[PATCH v2 13/15] drm/panthor: Allow driver compilation

Robin Murphy robin.murphy at arm.com
Mon Aug 21 17:56:21 UTC 2023


On 2023-08-14 12:18, Steven Price wrote:
> On 11/08/2023 20:26, Robin Murphy wrote:
>> On 2023-08-11 17:56, Daniel Stone wrote:
>>> Hi,
>>>
>>> On 11/08/2023 17:35, Robin Murphy wrote:
>>>> On 2023-08-09 17:53, Boris Brezillon wrote:
>>>>> +obj-$(CONFIG_DRM_PANTHOR) += panthor.o
>>>>
>>>> FWIW I still think it would be nice to have a minor
>>>> directory/Kconfig/Makefile reshuffle and a trivial bit of extra
>>>> registration glue to build both drivers into a single module. It
>>>> seems like it could be a perpetual source of confusion to end users
>>>> where Mesa "panfrost" is the right option but kernel "panfrost" is
>>>> the wrong one. Especially when pretty much every other GPU driver is
>>>> also just one big top-level module to load for many different
>>>> generations of hardware. Plus it would mean that if someone did want
>>>> to have a go at deduplicating the resource-wrangling boilerplate for
>>>> OPPs etc. in future, there's more chance of being able to do so
>>>> meaningfully.
>>>
>>> It might be nice to point it out, but to be fair Intel and AMD both
>>> have two (or more) drivers, as does Broadcom/RPi. As does, err ... Mali.
>>
>> Indeed, I didn't mean to imply that I'm not aware that e.g. gma500 is to
>> i915 what lima is to panfrost. It was more that unlike the others where
>> there's a pretty clear line in the sand between "driver for old
>> hardware" and "driver for the majority of recent hardware", this one
>> happens to fall splat in the middle of the current major generation such
>> that panfrost is the correct module for Mali Bifrost but also the wrong
>> one for Mali Bifrost... :/
> 
> Well panfrost.ko is the correct module for all Bifrost ;) It's Valhall
> that's the confusing one.

Bah, you see? If even developers sufficiently involved to be CCed on the 
patches can't remember what's what, what hope does Joe User have? :D

> I would hope that for most users they can just build both panfrost and
> panthor and everything will "Just Work (tm)". I'm not sure how much
> users are actually aware of the architecture family of their GPU.
> 
> I think at the moment (until marketing mess it up) there's also the
> 'simple' rule:
> 
> * Mali T* is Midgard and supported by panfrost.ko
> * Mali Gxx (two digits) is Bifrost or first-generation Valhall and
> supported by panfrost.ko
> * Mali Gxxx (three digits) is Valhall CSF and supported by panthor.
> 
> (and Immortalis is always three digits and Valhall CSF).

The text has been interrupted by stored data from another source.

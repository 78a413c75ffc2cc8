use dpr_studio_api::run;

#[tokio::main]
async fn main() {
    if let Err(err) = run().await {
        eprintln!("application error: {err}");
        std::process::exit(1);
    }
}
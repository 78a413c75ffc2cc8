use super::{whole_percent, DashboardError};
use crate::datasets::{ReferenceData, SectorBenchmark, TimeSeriesPoint};
use crate::geometry::{build_path, slice, LinearScale, PathDescriptor, PieSlice, Point, SliceError};
use crate::sensitivity::{HeatmapRow, SensitivityGrid};
use chrono::NaiveDate;
use serde::Serialize;
use tracing::debug;

const CHART_WIDTH: f64 = 540.0;
const CHART_HEIGHT: f64 = 220.0;
const CHART_PADDING: f64 = 40.0;
/// Vertical room left above the tallest value.
const CHART_HEADROOM: f64 = 1.1;
const PIE_SIZE: f64 = 160.0;

#[derive(Debug, Clone, Copy, PartialEq, Eq, Serialize)]
#[serde(rename_all = "snake_case")]
pub enum SeriesKind {
    Revenue,
    Expense,
    Capital,
}

impl SeriesKind {
    pub const fn ordered() -> [Self; 3] {
        [Self::Revenue, Self::Expense, Self::Capital]
    }

    pub const fn label(self) -> &'static str {
        match self {
            Self::Revenue => "Revenue",
            Self::Expense => "Expense",
            Self::Capital => "Capital Buffer",
        }
    }

    fn value(self, point: &TimeSeriesPoint) -> f64 {
        match self {
            Self::Revenue => point.revenue,
            Self::Expense => point.expense,
            Self::Capital => point.capital,
        }
    }
}

#[derive(Debug, Clone, Serialize)]
pub struct SeriesPoint {
    pub label: String,
    pub value: f64,
    pub position: Point,
}

#[derive(Debug, Clone, Serialize)]
pub struct ChartSeries {
    pub kind: SeriesKind,
    pub label: &'static str,
    pub path: PathDescriptor,
    pub svg_path: String,
    pub points: Vec<SeriesPoint>,
}

#[derive(Debug, Clone, Serialize)]
pub struct AxisLabel {
    pub label: String,
    pub x: f64,
}

/// Revenue, expense and capital lines on a shared value axis.
#[derive(Debug, Clone, Serialize)]
pub struct LineChartView {
    pub width: f64,
    pub height: f64,
    pub max_value: f64,
    pub x_labels: Vec<AxisLabel>,
    pub series: Vec<ChartSeries>,
}

impl LineChartView {
    pub fn build(timeline: &[TimeSeriesPoint]) -> Self {
        let max_value = timeline
            .iter()
            .flat_map(|point| SeriesKind::ordered().map(|kind| kind.value(point)))
            .fold(0.0_f64, f64::max)
            * CHART_HEADROOM;

        let x_axis = LinearScale::new(
            (0.0, timeline.len().saturating_sub(1) as f64),
            (CHART_PADDING, CHART_WIDTH - CHART_PADDING),
        );
        // Inverted: larger values sit higher on the canvas.
        let y_axis = LinearScale::new(
            (0.0, max_value),
            (CHART_HEIGHT - CHART_PADDING, CHART_PADDING * 0.6),
        );

        let x_labels = timeline
            .iter()
            .enumerate()
            .map(|(index, point)| AxisLabel {
                label: point.label.clone(),
                x: x_axis.map(index as f64),
            })
            .collect();

        let series = SeriesKind::ordered()
            .into_iter()
            .map(|kind| {
                let points: Vec<SeriesPoint> = timeline
                    .iter()
                    .enumerate()
                    .map(|(index, point)| {
                        let value = kind.value(point);
                        SeriesPoint {
                            label: point.label.clone(),
                            value,
                            position: Point::new(x_axis.map(index as f64), y_axis.map(value)),
                        }
                    })
                    .collect();
                let path = build_path(points.iter().map(|point| point.position));

                ChartSeries {
                    kind,
                    label: kind.label(),
                    svg_path: path.to_svg(Some(2)),
                    path,
                    points,
                }
            })
            .collect();

        Self {
            width: CHART_WIDTH,
            height: CHART_HEIGHT,
            max_value,
            x_labels,
            series,
        }
    }
}

/// Funding split suggested for a sector, in INR lakh.
#[derive(Debug, Clone, Copy, PartialEq, Serialize)]
pub struct CapitalAllocation {
    pub capex: f64,
    pub working_capital: f64,
    pub green_upgrades: f64,
}

impl CapitalAllocation {
    pub fn for_benchmark(benchmark: &SectorBenchmark) -> Self {
        let capex = benchmark.capex_per_unit;
        Self {
            capex,
            working_capital: (capex * 0.6).max(12.0),
            green_upgrades: (capex * benchmark.sustainability_score * 0.35).max(6.0),
        }
    }

    pub fn magnitudes(&self) -> [(&'static str, f64); 3] {
        [
            ("Capex Assets", self.capex),
            ("Working Capital", self.working_capital),
            ("Green Upgrades", self.green_upgrades),
        ]
    }

    pub fn slices(&self) -> Result<Vec<PieSlice>, SliceError> {
        slice(&self.magnitudes())
    }
}

#[derive(Debug, Clone, Serialize)]
pub struct AllocationSlice {
    #[serde(flatten)]
    pub slice: PieSlice,
    pub value: f64,
    pub share_pct: u32,
    pub svg_path: String,
}

#[derive(Debug, Clone, Serialize)]
pub struct AllocationView {
    pub size: f64,
    pub allocation: CapitalAllocation,
    pub slices: Vec<AllocationSlice>,
}

impl AllocationView {
    pub fn build(allocation: CapitalAllocation) -> Result<Self, SliceError> {
        let radius = PIE_SIZE / 2.0;
        let center = Point::new(radius, radius);
        let slices = allocation
            .slices()?
            .into_iter()
            .zip(allocation.magnitudes())
            .map(|(slice, (_, value))| AllocationSlice {
                value,
                share_pct: whole_percent(slice.share),
                svg_path: slice.arc_path(center, radius, Some(2)),
                slice,
            })
            .collect();

        Ok(Self {
            size: PIE_SIZE,
            allocation,
            slices,
        })
    }
}

#[derive(Debug, Clone, Serialize)]
pub struct BenchmarkProfile {
    pub sub_sector: String,
    pub operating_margin_pct: u32,
    pub break_even_months: u32,
    pub productivity_percentile: u32,
    pub export_readiness_pct: u32,
    pub skilled_pct: u32,
    pub semi_skilled_pct: u32,
    pub women_pct: u32,
    pub sources: Vec<String>,
}

impl From<&SectorBenchmark> for BenchmarkProfile {
    fn from(benchmark: &SectorBenchmark) -> Self {
        Self {
            sub_sector: benchmark.sub_sector.clone(),
            operating_margin_pct: whole_percent(benchmark.operating_margin),
            break_even_months: benchmark.break_even_months,
            productivity_percentile: whole_percent(benchmark.productivity_index),
            export_readiness_pct: whole_percent(benchmark.export_readiness),
            skilled_pct: whole_percent(benchmark.workforce_split.skilled),
            semi_skilled_pct: whole_percent(benchmark.workforce_split.semi_skilled),
            women_pct: whole_percent(benchmark.workforce_split.women),
            sources: benchmark.sources.clone(),
        }
    }
}

#[derive(Debug, Clone, Serialize)]
pub struct SensitivityView {
    pub drivers: Vec<String>,
    pub variations: Vec<String>,
    pub rows: Vec<HeatmapRow>,
}

impl From<&SensitivityGrid> for SensitivityView {
    fn from(grid: &SensitivityGrid) -> Self {
        Self {
            drivers: grid.drivers().to_vec(),
            variations: grid.variations().to_vec(),
            rows: grid.rows(),
        }
    }
}

#[derive(Debug, Clone, Serialize)]
pub struct FinancialDashboardView {
    pub refreshed_on: NaiveDate,
    pub sectors: Vec<String>,
    pub selected_sector: usize,
    pub profile: BenchmarkProfile,
    pub cashflow: LineChartView,
    pub allocation: AllocationView,
    pub sensitivity: SensitivityView,
}

pub struct FinancialDashboard;

impl FinancialDashboard {
    pub fn build(
        data: &ReferenceData,
        sector_index: usize,
    ) -> Result<FinancialDashboardView, DashboardError> {
        let benchmark = data
            .sector(sector_index)
            .ok_or(DashboardError::UnknownSector {
                index: sector_index,
                available: data.sector_benchmarks.len(),
            })?;

        let allocation = AllocationView::build(CapitalAllocation::for_benchmark(benchmark))?;
        let grid = SensitivityGrid::build(&data.sensitivity_matrix);

        debug!(
            sector = %benchmark.sub_sector,
            periods = data.cashflow_timeline.len(),
            drivers = grid.drivers().len(),
            "built financial dashboard"
        );

        Ok(FinancialDashboardView {
            refreshed_on: data.refreshed_on,
            sectors: data
                .sector_benchmarks
                .iter()
                .map(|benchmark| benchmark.sub_sector.clone())
                .collect(),
            selected_sector: sector_index,
            profile: BenchmarkProfile::from(benchmark),
            cashflow: LineChartView::build(&data.cashflow_timeline),
            allocation,
            sensitivity: SensitivityView::from(&grid),
        })
    }
}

With brain now engaged, indeed that sounds right. However if the 
expectation is that most people would steer clear even of marketing's 
alphabet soup and just enable everything, that could also be seen as 
somewhat of an argument for just putting it all together and not 
bothering with a separate option.

>>> I can see the point, but otoh if someone's managed to build all the
>>> right regulator/clock/etc modules to get a working system, they'll
>>> probably manage to figure teh GPU side out?
>>
>> Maybe; either way I guess it's not really my concern, since I'm the only
>> user that *I* have to support, and I do already understand it. From the
>> upstream perspective I mostly just want to hold on to the hope of not
>> having to write my io-pgtable bugs twice over if at all possible :)
> 
> I agree it would be nice to merge some of the common code, I'm hoping
> this is something that might be possible in the future. But at the
> moment the focus is on trying to get basic support for the new GPUs
> without the danger of regressing the old GPUs.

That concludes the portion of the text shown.